Write out each entry word for word.

MATERIAL SHOWN:
Content starts
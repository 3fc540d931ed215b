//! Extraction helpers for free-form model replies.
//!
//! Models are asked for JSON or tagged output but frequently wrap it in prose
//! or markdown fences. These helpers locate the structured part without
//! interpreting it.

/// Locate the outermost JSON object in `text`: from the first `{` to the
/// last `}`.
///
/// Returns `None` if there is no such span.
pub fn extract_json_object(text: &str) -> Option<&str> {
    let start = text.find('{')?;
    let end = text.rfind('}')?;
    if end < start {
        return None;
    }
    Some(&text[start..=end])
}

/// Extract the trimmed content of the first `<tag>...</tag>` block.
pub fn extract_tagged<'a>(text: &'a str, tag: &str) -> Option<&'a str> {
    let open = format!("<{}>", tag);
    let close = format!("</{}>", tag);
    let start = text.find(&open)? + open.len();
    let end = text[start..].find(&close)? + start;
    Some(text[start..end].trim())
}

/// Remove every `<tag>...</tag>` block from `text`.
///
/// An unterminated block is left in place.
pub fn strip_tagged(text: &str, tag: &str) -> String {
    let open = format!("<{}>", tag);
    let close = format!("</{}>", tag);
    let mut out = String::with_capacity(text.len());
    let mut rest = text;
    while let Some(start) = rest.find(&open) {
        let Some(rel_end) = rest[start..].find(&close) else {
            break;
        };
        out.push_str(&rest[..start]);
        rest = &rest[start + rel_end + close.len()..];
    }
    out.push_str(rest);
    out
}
Content ends
RESPONSE BELOW:
repository 3fc540d931ed215b
//! Extraction helpers for free-form model replies.
//!
//! Models are asked for JSON or tagged output but frequently wrap it in prose
//! or markdown fences. These helpers locate the structured part without
//! interpreting it.

/// Locate the outermost JSON object in `text`: from the first `{` to the
/// last `}`.
///
/// Returns `None` if there is no such span.
pub fn extract_json_object(text: &str) -> Option<&str> {
    let start = text.find('{')?;
    let end = text.rfind('}')?;
    if end < start {
        return None;
    }
    Some(&text[start..=end])
}

/// Extract the trimmed content of the first `<tag>...</tag>` block.
pub fn extract_tagged<'a>(text: &'a str, tag: &str) -> Option<&'a str> {
    let open = format!("<{}>", tag);
    let close = format!("</{}>", tag);
    let start = text.find(&open)? + open.len();
    let end = text[start..].find(&close)? + start;
    Some(text[start..end].trim())
}

/// Remove every `<tag>...</tag>` block from `text`.
///
/// An unterminated block is left in place.
pub fn strip_tagged(text: &str, tag: &str) -> String {
    let open = format!("<{}>", tag);
    let close = format!("</{}>", tag);
    let mut out = String::with_capacity(text.len());
    let mut rest = text;
    while let Some(start) = rest.find(&open) {
        let Some(rel_end) = rest[start..].find(&close) else {
            break;
        };
        out.push_str(&rest[..start]);
        rest = &rest[start + rel_end + close.len()..];
    }
    out.push_str(rest);
    out
}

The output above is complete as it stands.